Michael Lombardo: There are several factors contributing to San Diego's lack of success on the ground. First is the lack of talent on the interior offensive line. Center Nick Hardwick and right guard Louis Vasquez were both injured during the season-opener and haven't played since, although Vasquez could be back on Sunday.
Secondly, San Diego's running game is very predictable with LT sidelined. Sproles is not built to run between the tackles, which allows defenses to be on high alert for screens, stretch plays and anything else designed to get Sproles in space.
These issues -- combined with San Diego's success through the air -- have prevented the Chargers from committing to the running game. Great running backs can wear down opposing defenses over the course of a game, but the Chargers aren't capable of making that happen right now.
TE Antonio Gates
ML: Gates is off to a strong start this season. He's back to running silky-smooth routes and is coming up with big catches in key moments. Through three games, he ranks among the top-five tight ends in receptions (15) and yards (225).
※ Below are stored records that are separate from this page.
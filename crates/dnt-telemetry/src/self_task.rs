//! Lifecycle of the application's own recurring scheduled task.
//!
//! At most one such task exists. `create` registers with replace semantics so
//! a second `create` swaps the trigger in place instead of adding a task;
//! `remove` on an absent task is a no-op.

use crate::config::TelemetryConfig;
use crate::types::{SelfTaskHandle, SelfTaskTrigger};
use dnt_core::DntResult;
use dnt_winmgmt::{TaskAction, TaskDefinition, TaskScheduler, TaskTriggerSpec};
use log::{debug, info};
use std::sync::Arc;

#[derive(Clone)]
pub struct SelfTaskManager {
    tasks: Arc<dyn TaskScheduler>,
    config: Arc<TelemetryConfig>,
}

impl SelfTaskManager {
    pub fn new(tasks: Arc<dyn TaskScheduler>, config: Arc<TelemetryConfig>) -> Self {
        Self { tasks, config }
    }

    pub fn task_path(&self) -> String {
        self.config.self_task_path()
    }

    /// The registered task, or `None` when absent.
    pub async fn get_self_task(&self) -> DntResult<Option<SelfTaskHandle>> {
        let path = self.task_path();
        match self.tasks.get_task(&path).await {
            Ok(task) => {
                let trigger = task
                    .triggers
                    .iter()
                    .find_map(|class| TaskTriggerSpec::from_cim_class(class))
                    .map(|spec| SelfTaskTrigger::from_spec(&spec));
                Ok(Some(SelfTaskHandle {
                    path: task.full_path(),
                    trigger,
                    enabled: task.enabled,
                }))
            }
            Err(e) if e.is_not_found() => Ok(None),
            Err(e) => Err(e),
        }
    }

    /// Register the task with `trigger`, replacing an existing one.
    pub async fn create(&self, trigger: SelfTaskTrigger) -> DntResult<SelfTaskHandle> {
        let definition = self.definition(trigger);
        info!(
            "Registering background task '{}' ({})",
            definition.path, trigger
        );
        self.tasks.register_task(&definition).await?;
        Ok(SelfTaskHandle {
            path: definition.path,
            trigger: Some(trigger),
            enabled: true,
        })
    }

    /// Delete the task if present. Returns whether a task was removed.
    pub async fn remove(&self) -> DntResult<bool> {
        let path = self.task_path();
        match self.tasks.unregister_task(&path).await {
            Ok(()) => {
                info!("Removed background task '{}'", path);
                Ok(true)
            }
            Err(e) if e.is_not_found() => {
                debug!("Background task '{}' already absent", path);
                Ok(false)
            }
            Err(e) => Err(e),
        }
    }

    /// The definition `create` registers.
    pub fn definition(&self, trigger: SelfTaskTrigger) -> TaskDefinition {
        let arguments = self.config.self_task_arguments.trim();
        TaskDefinition {
            path: self.task_path(),
            description: Some("Disables NVIDIA telemetry services and scheduled tasks.".to_string()),
            action: TaskAction {
                execute: self.config.resolve_executable(),
                arguments: (!arguments.is_empty()).then(|| arguments.to_string()),
                working_directory: None,
            },
            trigger: trigger.to_spec(self.config.daily_at),
            run_elevated: true,
        }
    }
}
//! PowerShell execution engine for service and task cmdlets.
//!
//! Wraps `tokio::process::Command` to invoke PowerShell and parse the
//! `ConvertTo-Json` output. The process launch sits behind [`ScriptRunner`]
//! so the cmdlet layer can be exercised without a Windows host.

use crate::types::HostConfig;
use async_trait::async_trait;
use dnt_core::{DntError, DntErrorKind, DntResult};
use log::{debug, trace, warn};
use serde::de::DeserializeOwned;
use std::sync::Arc;
use std::time::Duration;
use tokio::process::Command;

/// Result of a PowerShell invocation.
#[derive(Debug, Clone, Default)]
pub struct PsOutput {
    pub stdout: String,
    pub stderr: String,
    pub exit_code: i32,
}

impl PsOutput {
    pub fn ok(stdout: impl Into<String>) -> Self {
        Self {
            stdout: stdout.into(),
            stderr: String::new(),
            exit_code: 0,
        }
    }

    pub fn failed(stderr: impl Into<String>) -> Self {
        Self {
            stdout: String::new(),
            stderr: stderr.into(),
            exit_code: 1,
        }
    }

    /// Whether the command completed successfully.
    pub fn success(&self) -> bool {
        self.exit_code == 0
    }

    /// Parse stdout, but if it is empty or null return an empty Vec.
    pub fn parse_json_array<T: DeserializeOwned>(&self) -> DntResult<Vec<T>> {
        let trimmed = self.stdout.trim();
        if trimmed.is_empty() || trimmed == "null" {
            return Ok(Vec::new());
        }
        // ConvertTo-Json returns a bare object when N=1, array when N>1
        if trimmed.starts_with('[') {
            serde_json::from_str(trimmed).map_err(|e| Self::parse_error("JSON array", e, trimmed))
        } else {
            let item: T = serde_json::from_str(trimmed)
                .map_err(|e| Self::parse_error("JSON object", e, trimmed))?;
            Ok(vec![item])
        }
    }

    fn parse_error(what: &str, e: serde_json::Error, raw: &str) -> DntError {
        DntError::with_details(
            DntErrorKind::ParseError,
            format!("Failed to parse {}: {}", what, e),
            raw.chars().take(500).collect::<String>(),
        )
    }
}

// ─── Runner ──────────────────────────────────────────────────────────

/// Runs one PowerShell script and returns its raw output.
#[async_trait]
pub trait ScriptRunner: Send + Sync {
    async fn run(&self, script: &str) -> DntResult<PsOutput>;
}

/// Launches a real `powershell.exe` process per script.
pub struct ProcessRunner {
    config: HostConfig,
}

impl ProcessRunner {
    pub fn new(config: &HostConfig) -> Self {
        Self {
            config: config.clone(),
        }
    }
}

#[async_trait]
impl ScriptRunner for ProcessRunner {
    async fn run(&self, script: &str) -> DntResult<PsOutput> {
        let timeout = Duration::from_secs(self.config.timeout_seconds.max(10));

        let child = Command::new(&self.config.powershell_path)
            .args([
                "-NoProfile",
                "-NonInteractive",
                "-ExecutionPolicy",
                "Bypass",
                "-Command",
                script,
            ])
            .stdout(std::process::Stdio::piped())
            .stderr(std::process::Stdio::piped())
            .kill_on_drop(true)
            .spawn()
            .map_err(|e| {
                DntError::with_details(
                    DntErrorKind::PowerShellError,
                    "Failed to spawn PowerShell process",
                    e.to_string(),
                )
            })?;

        let output = tokio::time::timeout(timeout, child.wait_with_output())
            .await
            .map_err(|_| DntError::timeout("PowerShell command"))?
            .map_err(|e| {
                DntError::with_details(
                    DntErrorKind::PowerShellError,
                    "PowerShell process failed",
                    e.to_string(),
                )
            })?;

        Ok(PsOutput {
            stdout: String::from_utf8_lossy(&output.stdout).to_string(),
            stderr: String::from_utf8_lossy(&output.stderr).to_string(),
            exit_code: output.status.code().unwrap_or(-1),
        })
    }
}

// ─── Executor ────────────────────────────────────────────────────────

/// Wraps scripts with strict error handling and interprets the output.
#[derive(Clone)]
pub struct PsExecutor {
    runner: Arc<dyn ScriptRunner>,
}

impl PsExecutor {
    pub fn new(config: &HostConfig) -> Self {
        Self::with_runner(Arc::new(ProcessRunner::new(config)))
    }

    pub fn with_runner(runner: Arc<dyn ScriptRunner>) -> Self {
        Self { runner }
    }

    fn wrap_script(body: &str) -> String {
        format!("$ErrorActionPreference = 'Stop'; {}", body)
    }

    /// Execute a script and return raw output.
    pub async fn run(&self, script: &str) -> DntResult<PsOutput> {
        let full_script = Self::wrap_script(script);
        debug!(
            "PS exec ({} chars): {}",
            full_script.len(),
            full_script.chars().take(200).collect::<String>()
        );

        let output = self.runner.run(&full_script).await?;

        trace!("PS stdout ({} bytes)", output.stdout.len());
        if !output.stderr.is_empty() {
            warn!(
                "PS stderr: {}",
                output.stderr.chars().take(500).collect::<String>()
            );
        }
        Ok(output)
    }

    /// Execute and assert success, classifying failures into the error taxonomy.
    pub async fn run_ok(&self, script: &str) -> DntResult<PsOutput> {
        let output = self.run(script).await?;
        if !output.success() {
            let msg = if output.stderr.trim().is_empty() {
                format!("PowerShell exited with code {}", output.exit_code)
            } else {
                output.stderr.trim().to_string()
            };
            return Err(DntError::classify(msg));
        }
        Ok(output)
    }

    /// Execute and parse the JSON output as a typed array.
    pub async fn run_json_array<T: DeserializeOwned>(&self, script: &str) -> DntResult<Vec<T>> {
        let output = self.run_ok(script).await?;
        output.parse_json_array()
    }

    /// Run a script that produces no output; just assert success.
    pub async fn run_void(&self, script: &str) -> DntResult<()> {
        self.run_ok(script).await?;
        Ok(())
    }
}

// ─── Script Builders ─────────────────────────────────────────────────

/// Utility functions that build common PowerShell script fragments.
pub struct PsScripts;

impl PsScripts {
    /// Escape a string value for embedding inside single-quoted PS strings.
    pub fn escape(s: &str) -> String {
        s.replace('\'', "''")
    }

    /// Single-quoted PS literal.
    pub fn quote(s: &str) -> String {
        format!("'{}'", Self::escape(s))
    }

    /// Build a ConvertTo-Json suffix with appropriate depth.
    pub fn to_json(depth: u32) -> String {
        format!("| ConvertTo-Json -Depth {} -Compress", depth)
    }

    /// Build a Select-Object clause from a slice of property expressions.
    pub fn select(props: &[&str]) -> String {
        if props.is_empty() {
            String::new()
        } else {
            format!("| Select-Object {}", props.join(", "))
        }
    }

    /// Wrap value in @() to ensure array output from PS.
    pub fn ensure_array(expr: &str) -> String {
        format!("@({})", expr)
    }
}

#[cfg(test)]
pub(crate) mod testing {
    use super::*;
    use std::collections::VecDeque;
    use std::sync::Mutex;

    /// Records every script and replies with queued outputs (success/empty when exhausted).
    #[derive(Default)]
    pub struct ScriptedRunner {
        pub scripts: Mutex<Vec<String>>,
        replies: Mutex<VecDeque<PsOutput>>,
    }

    impl ScriptedRunner {
        pub fn reply(&self, output: PsOutput) -> &Self {
            self.replies.lock().unwrap().push_back(output);
            self
        }

        pub fn last_script(&self) -> String {
            self.scripts.lock().unwrap().last().cloned().unwrap_or_default()
        }
    }

    #[async_trait]
    impl ScriptRunner for ScriptedRunner {
        async fn run(&self, script: &str) -> DntResult<PsOutput> {
            self.scripts.lock().unwrap().push(script.to_string());
            Ok(self
                .replies
                .lock()
                .unwrap()
                .pop_front()
                .unwrap_or_else(|| PsOutput::ok("")))
        }
    }
}

#[cfg(test)]
mod tests {
    use super::testing::ScriptedRunner;
    use super::*;
    use serde::Deserialize;

    #[derive(Debug, Deserialize, PartialEq)]
    struct Row {
        #[serde(rename = "Name")]
        name: String,
    }

    #[test]
    fn test_parse_json_array_shapes() {
        let single = PsOutput::ok(r#"{"Name":"a"}"#);
        assert_eq!(single.parse_json_array::<Row>().unwrap().len(), 1);

        let many = PsOutput::ok(r#"[{"Name":"a"},{"Name":"b"}]"#);
        let rows = many.parse_json_array::<Row>().unwrap();
        assert_eq!(rows[1].name, "b");

        assert!(PsOutput::ok("  ").parse_json_array::<Row>().unwrap().is_empty());
        assert!(PsOutput::ok("null").parse_json_array::<Row>().unwrap().is_empty());

        let err = PsOutput::ok("{oops").parse_json_array::<Row>().unwrap_err();
        assert_eq!(err.kind, DntErrorKind::ParseError);
    }

    #[test]
    fn test_escape_and_quote() {
        assert_eq!(PsScripts::escape("it's"), "it''s");
        assert_eq!(PsScripts::quote("a'b"), "'a''b'");
        assert_eq!(PsScripts::select(&["Name", "State"]), "| Select-Object Name, State");
        assert_eq!(PsScripts::select(&[]), "");
        assert_eq!(PsScripts::ensure_array("Get-Service"), "@(Get-Service)");
    }

    #[tokio::test]
    async fn test_run_wraps_with_stop_preference() {
        let runner = Arc::new(ScriptedRunner::default());
        let ps = PsExecutor::with_runner(runner.clone());
        ps.run_void("Get-Date").await.unwrap();
        assert_eq!(runner.last_script(), "$ErrorActionPreference = 'Stop'; Get-Date");
    }

    #[tokio::test]
    async fn test_run_ok_classifies_stderr() {
        let runner = Arc::new(ScriptedRunner::default());
        runner.reply(PsOutput::failed("Stop-Service : Access is denied"));
        runner.reply(PsOutput {
            stdout: String::new(),
            stderr: String::new(),
            exit_code: 5,
        });
        let ps = PsExecutor::with_runner(runner);

        let err = ps.run_ok("Stop-Service x").await.unwrap_err();
        assert!(err.is_access_denied());

        let err = ps.run_ok("whatever").await.unwrap_err();
        assert_eq!(err.kind, DntErrorKind::PowerShellError);
        assert!(err.message.contains("code 5"));
    }
}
The one place Gates has yet to make his usual impact is the red zone. After averaging 10 touchdowns per season over the last five years, Gates has yet to score in 2009. However, this is a team-wide problem more than a personal one. The Chargers have scored just one touchdown in their last 11 trips to the red zone.
JW: What's the injury news, first, on the O-line, and second with Shawne Merriman?
ML: On the offensive line, rookie RG Louis Vasquez returned to practice this week and is expected to play for the first time since the opener. Although he's inexperienced and still adjusting to a pro-style offense after playing his college ball at Texas Tech, he is a big upgrade over Brandyn Dombrowski, who struggled mightily in that spot over the last two weeks. Dombrowski will return to his natural position as the backup tackle.
Center Nick Hardwick is out with an ankle injury. Hardwick is a Pro Bowl-caliber player, so that is a loss, but backup Scott Mruczkowski is a talented, experienced player, so there hasn't been much drop-off there.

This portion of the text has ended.